ASSIGNED TASK: Work out how many lines below contain the word "force". Only the number is wanted.

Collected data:
====

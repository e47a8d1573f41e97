// Copyright (C) 2025 SyncMyOrders Sp. z o.o.
// SPDX-License-Identifier: AGPL-3.0-or-later
//! Error types for the control plane.

use axum::Json;
use axum::http::StatusCode;
use axum::response::{IntoResponse, Response};
use serde_json::json;
use thiserror::Error;

/// Control plane errors.
#[derive(Debug, Error)]
#[non_exhaustive]
pub enum Error {
    /// A referenced entity does not exist.
    #[error("{0}")]
    NotFound(String),

    /// The request conflicts with existing state (duplicate id, port in use).
    #[error("{0}")]
    Conflict(String),

    /// The request is malformed or not allowed in the current state.
    #[error("{0}")]
    InvalidRequest(String),

    /// No valid principal was presented.
    #[error("Unauthorized")]
    Unauthorized,

    /// The principal may not perform this operation.
    #[error("Forbidden")]
    Forbidden,

    /// Engine operation failed.
    #[error("Engine error: {0}")]
    Docker(#[from] gamedock_docker::DockerError),

    /// Store operation failed.
    #[error("Store error: {0}")]
    Store(#[from] gamedock_store::StoreError),

    /// I/O operation failed.
    #[error("IO error: {0}")]
    Io(#[from] std::io::Error),

    /// JSON encoding/decoding failed.
    #[error("JSON error: {0}")]
    Json(#[from] serde_json::Error),

    /// Other error.
    #[error("{0}")]
    Other(String),
}

/// Result type using the control plane [`Error`].
pub type Result<T> = std::result::Result<T, Error>;

impl IntoResponse for Error {
    fn into_response(self) -> Response {
        let status = match &self {
            Error::NotFound(_) => StatusCode::NOT_FOUND,
            Error::Conflict(_) => StatusCode::CONFLICT,
            Error::InvalidRequest(_) => StatusCode::BAD_REQUEST,
            Error::Unauthorized => StatusCode::UNAUTHORIZED,
            Error::Forbidden => StatusCode::FORBIDDEN,
            _ => StatusCode::INTERNAL_SERVER_ERROR,
        };
        (status, Json(json!({ "error": self.to_string() }))).into_response()
    }
}
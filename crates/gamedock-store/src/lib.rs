// Copyright (C) 2025 SyncMyOrders Sp. z o.o.
// SPDX-License-Identifier: AGPL-3.0-or-later
//! SQLite persistence for the gamedock control plane.
//!
//! One database file holds everything the panel needs to survive a restart:
//! server definitions, the run ledger, auth sessions, backup records, and the
//! two keyed settings bags. All operations are prepared statements over a
//! shared [`SqlitePool`]; writes are not retried here, the caller decides.
//!
//! # Modules
//!
//! - [`servers`]: server definitions (image, port, env, volumes, theme)
//! - [`runs`]: the run ledger (one row per interval a server was live)
//! - [`sessions`]: opaque auth sessions with expiry
//! - [`backups`]: backup archive records
//! - [`settings`]: panel and bot settings bags with static defaults

#![deny(missing_docs)]

use std::path::Path;

use sqlx::SqlitePool;
use sqlx::sqlite::SqlitePoolOptions;
use thiserror::Error;

pub mod backups;
pub mod runs;
pub mod servers;
pub mod sessions;
pub mod settings;

static MIGRATOR: sqlx::migrate::Migrator = sqlx::migrate!("./migrations");

/// Store errors.
#[derive(Debug, Error)]
#[non_exhaustive]
pub enum StoreError {
    /// Database operation failed.
    #[error("Database error: {0}")]
    Database(#[from] sqlx::Error),

    /// Migration failed.
    #[error("Migration error: {0}")]
    Migrate(#[from] sqlx::migrate::MigrateError),

    /// JSON column could not be encoded or decoded.
    #[error("JSON error: {0}")]
    Json(#[from] serde_json::Error),

    /// I/O operation failed.
    #[error("IO error: {0}")]
    Io(#[from] std::io::Error),
}

/// Result type using [`StoreError`].
pub type Result<T> = std::result::Result<T, StoreError>;

/// Open (creating if needed) the database at `path` and run migrations.
pub async fn open(path: impl AsRef<Path>) -> Result<SqlitePool> {
    let path = path.as_ref();

    if let Some(parent) = path.parent()
        && !parent.as_os_str().is_empty()
    {
        std::fs::create_dir_all(parent)?;
    }

    let url = format!("sqlite:{}?mode=rwc", path.to_string_lossy());
    let pool = SqlitePoolOptions::new()
        .max_connections(5)
        .connect(&url)
        .await?;

    MIGRATOR.run(&pool).await?;

    Ok(pool)
}

/// Open an in-memory database with the full schema. Test helper.
pub async fn open_in_memory() -> Result<SqlitePool> {
    let pool = SqlitePoolOptions::new()
        .max_connections(1)
        .connect("sqlite::memory:")
        .await?;

    MIGRATOR.run(&pool).await?;

    Ok(pool)
}

/// Health check for database connectivity.
pub async fn health_check(pool: &SqlitePool) -> Result<bool> {
    sqlx::query_scalar::<_, i32>("SELECT 1")
        .fetch_one(pool)
        .await
        .map(|_| true)
        .map_err(Into::into)
}

/// Current wall clock as unix seconds.
pub fn now_unix() -> i64 {
    chrono::Utc::now().timestamp()
}
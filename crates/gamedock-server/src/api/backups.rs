// Copyright (C) 2025 SyncMyOrders Sp. z o.o.
// SPDX-License-Identifier: AGPL-3.0-or-later
//! Backup endpoints.

use axum::Json;
use axum::extract::{Path, State};
use axum::http::HeaderMap;
use axum::response::IntoResponse;
use serde_json::{Value, json};

use gamedock_store::backups;

use super::auth;
use super::AppState;
use crate::error::Result;

/// `GET /api/servers/{id}/backups` — user only; newest first.
pub async fn list(
    State(state): State<AppState>,
    headers: HeaderMap,
    Path(id): Path<String>,
) -> Result<Json<Value>> {
    auth::require_user(&state, &headers).await?;

    let rows: Vec<Value> = backups::list(&state.pool, &id)
        .await?
        .into_iter()
        .map(|b| {
            json!({
                "id": b.id,
                "server_id": b.server_id,
                "filename": b.filename,
                "size_bytes": b.size_bytes,
                "created_at": b.created_at,
            })
        })
        .collect();

    Ok(Json(json!(rows)))
}

/// `POST /api/servers/{id}/backups` — user only; pause, archive, resume.
pub async fn create(
    State(state): State<AppState>,
    headers: HeaderMap,
    Path(id): Path<String>,
) -> Result<Json<Value>> {
    auth::require_user(&state, &headers).await?;

    let record = state.backups.create(&id).await?;
    Ok(Json(json!({
        "ok": true,
        "backup": {
            "id": record.id,
            "filename": record.filename,
            "size_bytes": record.size_bytes,
            "created_at": record.created_at,
        }
    })))
}

/// `POST /api/servers/{id}/backups/{bid}/restore` — user only; refused
/// while the server is running.
pub async fn restore(
    State(state): State<AppState>,
    headers: HeaderMap,
    Path((id, bid)): Path<(String, i64)>,
) -> Result<Json<Value>> {
    auth::require_user(&state, &headers).await?;

    state.backups.restore(&id, bid).await?;
    Ok(Json(json!({ "ok": true })))
}

/// `DELETE /api/servers/{id}/backups/{bid}` — user only.
pub async fn remove(
    State(state): State<AppState>,
    headers: HeaderMap,
    Path((id, bid)): Path<(String, i64)>,
) -> Result<Json<Value>> {
    auth::require_user(&state, &headers).await?;

    state.backups.delete(&id, bid).await?;
    Ok(Json(json!({ "ok": true })))
}

/// `GET /api/servers/{id}/backups/{bid}/download` — user only; the raw
/// archive.
pub async fn download(
    State(state): State<AppState>,
    headers: HeaderMap,
    Path((id, bid)): Path<(String, i64)>,
) -> Result<impl IntoResponse> {
    auth::require_user(&state, &headers).await?;

    let record = state.backups.get_owned(&id, bid).await?;
    let bytes = tokio::fs::read(state.backups.archive_path(&record)).await?;

    Ok((
        [
            ("content-type", "application/gzip".to_string()),
            (
                "content-disposition",
                format!("attachment; filename=\"{}\"", record.filename),
            ),
        ],
        bytes,
    ))
}
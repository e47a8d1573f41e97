// Copyright (C) 2025 SyncMyOrders Sp. z o.o.
// SPDX-License-Identifier: AGPL-3.0-or-later
//! Typed engine operations.
//!
//! Thin request/response wrappers over [`crate::http`]. Each operation maps
//! one engine endpoint; errors carry the engine's own message so callers can
//! surface it verbatim.

use std::collections::HashMap;
use std::path::{Path, PathBuf};

use bytes::BytesMut;
use serde::Deserialize;
use serde_json::json;
use tokio::net::UnixStream;
use tracing::debug;

use crate::http::{self, BodyStream, encode_query};
use crate::{DockerError, Result};

/// Default engine socket path.
pub const DEFAULT_SOCKET: &str = "/var/run/docker.sock";

/// Engine API version prefix for every request path.
const API_PREFIX: &str = "/v1.41";

/// Client for the local engine socket.
#[derive(Debug, Clone)]
pub struct DockerClient {
    socket_path: PathBuf,
}

/// Lightweight container info from the list endpoint.
#[derive(Debug, Clone, Deserialize)]
pub struct ContainerSummary {
    /// Engine-assigned id.
    #[serde(rename = "Id")]
    pub id: String,
    /// Names, each with a leading slash.
    #[serde(rename = "Names", default)]
    pub names: Vec<String>,
    /// Image reference the container was created from.
    #[serde(rename = "Image", default)]
    pub image: String,
    /// Coarse state: created, running, paused, exited, ...
    #[serde(rename = "State", default)]
    pub state: String,
    /// Container labels.
    #[serde(rename = "Labels", default)]
    pub labels: HashMap<String, String>,
}

impl ContainerSummary {
    /// Primary name without the leading slash.
    pub fn name(&self) -> &str {
        self.names
            .first()
            .map(|n| n.strip_prefix('/').unwrap_or(n))
            .unwrap_or(&self.id)
    }

    /// Whether the engine reports the container as running.
    pub fn is_running(&self) -> bool {
        self.state == "running"
    }
}

/// Detailed state from the inspect endpoint.
#[derive(Debug, Clone, Deserialize)]
pub struct ContainerInspect {
    /// Name with a leading slash.
    #[serde(rename = "Name", default)]
    pub name: String,
    /// Times the engine restarted the container.
    #[serde(rename = "RestartCount", default)]
    pub restart_count: i64,
    /// Runtime state block.
    #[serde(rename = "State", default)]
    pub state: InspectState,
    /// Creation-time config block.
    #[serde(rename = "Config", default)]
    pub config: InspectConfig,
}

/// `State` block of an inspect response.
#[derive(Debug, Clone, Default, Deserialize)]
pub struct InspectState {
    /// Whether the main process is running.
    #[serde(rename = "Running", default)]
    pub running: bool,
    /// Whether the container is paused.
    #[serde(rename = "Paused", default)]
    pub paused: bool,
    /// RFC 3339 start time.
    #[serde(rename = "StartedAt", default)]
    pub started_at: String,
}

/// `Config` block of an inspect response.
#[derive(Debug, Clone, Default, Deserialize)]
pub struct InspectConfig {
    /// Whether a TTY is attached; decides the log wire format.
    #[serde(rename = "Tty", default)]
    pub tty: bool,
}

/// Everything needed to create a game container.
#[derive(Debug, Clone)]
pub struct CreateContainerSpec {
    /// Container name.
    pub name: String,
    /// Image reference.
    pub image: String,
    /// Environment entries, `KEY=value`.
    pub env: Vec<String>,
    /// Bind mounts, `host:container`.
    pub binds: Vec<String>,
    /// Memory hard limit in bytes.
    pub memory_limit_bytes: i64,
    /// Memory soft reservation in bytes.
    pub memory_reservation_bytes: i64,
    /// CPU quota in units of 1e-9 CPUs.
    pub nano_cpus: i64,
    /// Container labels.
    pub labels: HashMap<String, String>,
}

/// Engine error body.
#[derive(Debug, Deserialize)]
struct ApiErrorBody {
    #[serde(default)]
    message: String,
}

impl DockerClient {
    /// Client for a specific socket path.
    pub fn new(socket_path: impl Into<PathBuf>) -> Self {
        Self {
            socket_path: socket_path.into(),
        }
    }

    /// Client for `DOCKER_SOCKET`, defaulting to the standard path.
    pub fn from_env() -> Self {
        let path =
            std::env::var("DOCKER_SOCKET").unwrap_or_else(|_| DEFAULT_SOCKET.to_string());
        Self::new(path)
    }

    /// The socket path this client talks to.
    pub fn socket_path(&self) -> &Path {
        &self.socket_path
    }

    fn err_from(status: u16, body: &[u8]) -> DockerError {
        let message = serde_json::from_slice::<ApiErrorBody>(body)
            .map(|b| b.message)
            .ok()
            .filter(|m| !m.is_empty())
            .unwrap_or_else(|| String::from_utf8_lossy(body).trim().to_string());
        DockerError::Api { status, message }
    }

    async fn get_json<T: for<'de> Deserialize<'de>>(&self, path: &str) -> Result<T> {
        let response = http::request(&self.socket_path, "GET", path, None).await?;
        if !(200..300).contains(&response.status) {
            return Err(Self::err_from(response.status, &response.body));
        }
        Ok(serde_json::from_slice(&response.body)?)
    }

    /// POST with no response body expected. 304 (already in the requested
    /// state) counts as success.
    async fn post_unit(&self, path: &str, body: Option<&[u8]>) -> Result<()> {
        let response = http::request(&self.socket_path, "POST", path, body).await?;
        if (200..300).contains(&response.status) || response.status == 304 {
            return Ok(());
        }
        Err(Self::err_from(response.status, &response.body))
    }

    /// List containers, optionally including stopped ones.
    pub async fn list_containers(&self, all: bool) -> Result<Vec<ContainerSummary>> {
        let path = format!(
            "{}/containers/json?all={}",
            API_PREFIX,
            if all { "1" } else { "0" }
        );
        self.get_json(&path).await
    }

    /// Inspect a container by name or id.
    pub async fn inspect(&self, name: &str) -> Result<ContainerInspect> {
        let path = format!("{}/containers/{}/json", API_PREFIX, encode_query(name));
        self.get_json(&path).await
    }

    /// Create a container from a spec. Host networking, unless-stopped
    /// restart policy, and rotated json-file logging are fixed here; they
    /// are the same for every managed game container.
    pub async fn create(&self, spec: &CreateContainerSpec) -> Result<()> {
        let body = json!({
            "Image": spec.image,
            "Env": spec.env,
            "Labels": spec.labels,
            "HostConfig": {
                "NetworkMode": "host",
                "Binds": spec.binds,
                "RestartPolicy": { "Name": "unless-stopped" },
                "Memory": spec.memory_limit_bytes,
                "MemoryReservation": spec.memory_reservation_bytes,
                "NanoCpus": spec.nano_cpus,
                "LogConfig": {
                    "Type": "json-file",
                    "Config": { "max-size": "50m", "max-file": "3" }
                }
            }
        });
        let path = format!(
            "{}/containers/create?name={}",
            API_PREFIX,
            encode_query(&spec.name)
        );
        let bytes = serde_json::to_vec(&body)?;

        debug!(name = %spec.name, image = %spec.image, "Creating container");
        self.post_unit(&path, Some(&bytes)).await
    }

    /// Start a created container.
    pub async fn start(&self, name: &str) -> Result<()> {
        let path = format!("{}/containers/{}/start", API_PREFIX, encode_query(name));
        self.post_unit(&path, None).await
    }

    /// Stop a container with a grace period in seconds.
    pub async fn stop(&self, name: &str, grace_seconds: u32) -> Result<()> {
        let path = format!(
            "{}/containers/{}/stop?t={}",
            API_PREFIX,
            encode_query(name),
            grace_seconds
        );
        self.post_unit(&path, None).await
    }

    /// Restart a container with a grace period in seconds.
    pub async fn restart(&self, name: &str, grace_seconds: u32) -> Result<()> {
        let path = format!(
            "{}/containers/{}/restart?t={}",
            API_PREFIX,
            encode_query(name),
            grace_seconds
        );
        self.post_unit(&path, None).await
    }

    /// Freeze all container processes.
    pub async fn pause(&self, name: &str) -> Result<()> {
        let path = format!("{}/containers/{}/pause", API_PREFIX, encode_query(name));
        self.post_unit(&path, None).await
    }

    /// Resume a paused container.
    pub async fn unpause(&self, name: &str) -> Result<()> {
        let path = format!("{}/containers/{}/unpause", API_PREFIX, encode_query(name));
        self.post_unit(&path, None).await
    }

    /// Remove a container, optionally force-killing it first.
    pub async fn remove(&self, name: &str, force: bool) -> Result<()> {
        let path = format!(
            "{}/containers/{}?force={}",
            API_PREFIX,
            encode_query(name),
            if force { "1" } else { "0" }
        );
        let response = http::request(&self.socket_path, "DELETE", &path, None).await?;
        if (200..300).contains(&response.status) {
            return Ok(());
        }
        Err(Self::err_from(response.status, &response.body))
    }

    /// Pull an image, blocking until the progress stream completes.
    ///
    /// The endpoint reports 200 and then streams progress records; a record
    /// with an `error` field means the pull failed partway.
    pub async fn pull_image(&self, image: &str) -> Result<()> {
        let path = format!(
            "{}/images/create?fromImage={}",
            API_PREFIX,
            encode_query(image)
        );
        let (status, mut body) = http::open_stream(&self.socket_path, "POST", &path).await?;
        if !(200..300).contains(&status) {
            let mut collected = BytesMut::new();
            while let Some(chunk) = body.next_chunk().await? {
                collected.extend_from_slice(&chunk);
            }
            return Err(Self::err_from(status, &collected));
        }

        let mut pending = BytesMut::new();
        while let Some(chunk) = body.next_chunk().await? {
            pending.extend_from_slice(&chunk);
            while let Some(pos) = pending.iter().position(|&b| b == b'\n') {
                let line = pending.split_to(pos + 1);
                let line = &line[..pos];
                if line.is_empty() {
                    continue;
                }
                if let Ok(record) = serde_json::from_slice::<serde_json::Value>(line)
                    && let Some(error) = record.get("error").and_then(|e| e.as_str())
                {
                    return Err(DockerError::PullFailed(error.to_string()));
                }
            }
        }

        debug!(image = %image, "Image pull complete");
        Ok(())
    }

    /// Open the log stream for a container.
    pub async fn logs(
        &self,
        name: &str,
        follow: bool,
        tail: Option<u32>,
        timestamps: bool,
    ) -> Result<BodyStream<UnixStream>> {
        let tail = tail.map(|n| n.to_string()).unwrap_or_else(|| "all".into());
        let path = format!(
            "{}/containers/{}/logs?follow={}&stdout=1&stderr=1&timestamps={}&tail={}",
            API_PREFIX,
            encode_query(name),
            if follow { "1" } else { "0" },
            if timestamps { "1" } else { "0" },
            tail
        );
        let (status, body) = http::open_stream(&self.socket_path, "GET", &path).await?;
        if !(200..300).contains(&status) {
            return Err(DockerError::Api {
                status,
                message: format!("log stream for '{}' refused", name),
            });
        }
        Ok(body)
    }

    /// Open the stats stream (or take a single sample with `stream=false`).
    pub async fn stats(&self, name: &str, stream: bool) -> Result<BodyStream<UnixStream>> {
        let path = format!(
            "{}/containers/{}/stats?stream={}",
            API_PREFIX,
            encode_query(name),
            if stream { "1" } else { "0" }
        );
        let (status, body) = http::open_stream(&self.socket_path, "GET", &path).await?;
        if !(200..300).contains(&status) {
            return Err(DockerError::Api {
                status,
                message: format!("stats stream for '{}' refused", name),
            });
        }
        Ok(body)
    }
}
// Copyright (C) 2025 SyncMyOrders Sp. z o.o.
// SPDX-License-Identifier: AGPL-3.0-or-later
//! Decoder for the engine's multiplexed log stream.
//!
//! Containers without a TTY emit frames of
//! `[1 B stream type][3 B pad][4 B big-endian payload length][payload]`.
//! The decoder accumulates raw bytes and peels a frame only once the full
//! `8 + len` bytes are buffered, so payloads never leak across a frame
//! boundary no matter how the transport slices the stream.

use bytes::{Buf, Bytes, BytesMut};

/// Frame header length: type byte, three pad bytes, 4-byte length.
pub const FRAME_HEADER_LEN: usize = 8;

/// Which stream a frame belongs to.
#[derive(Debug, Clone, Copy, PartialEq, Eq)]
pub enum StreamKind {
    /// stdin (only seen on attach endpoints).
    Stdin,
    /// stdout.
    Stdout,
    /// stderr.
    Stderr,
    /// An unknown type byte; payload is still framed correctly.
    Unknown(u8),
}

impl From<u8> for StreamKind {
    fn from(byte: u8) -> Self {
        match byte {
            0 => StreamKind::Stdin,
            1 => StreamKind::Stdout,
            2 => StreamKind::Stderr,
            other => StreamKind::Unknown(other),
        }
    }
}

/// One complete log frame.
#[derive(Debug, Clone)]
pub struct LogFrame {
    /// Originating stream.
    pub kind: StreamKind,
    /// Raw payload bytes.
    pub payload: Bytes,
}

/// Incremental frame accumulator.
#[derive(Debug, Default)]
pub struct FrameDecoder {
    buf: BytesMut,
}

impl FrameDecoder {
    /// Create an empty decoder.
    pub fn new() -> Self {
        Self::default()
    }

    /// Append transport bytes to the accumulator.
    pub fn extend(&mut self, bytes: &[u8]) {
        self.buf.extend_from_slice(bytes);
    }

    /// Pop the next complete frame, or `None` until enough bytes arrive.
    pub fn next_frame(&mut self) -> Option<LogFrame> {
        if self.buf.len() < FRAME_HEADER_LEN {
            return None;
        }

        let payload_len =
            u32::from_be_bytes([self.buf[4], self.buf[5], self.buf[6], self.buf[7]]) as usize;
        if self.buf.len() < FRAME_HEADER_LEN + payload_len {
            return None;
        }

        let kind = StreamKind::from(self.buf[0]);
        self.buf.advance(FRAME_HEADER_LEN);
        let payload = self.buf.split_to(payload_len).freeze();

        Some(LogFrame { kind, payload })
    }

    /// Bytes buffered but not yet peeled into a frame.
    pub fn pending(&self) -> usize {
        self.buf.len()
    }
}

====

SOLUTION TO THIS EXERCISE: 4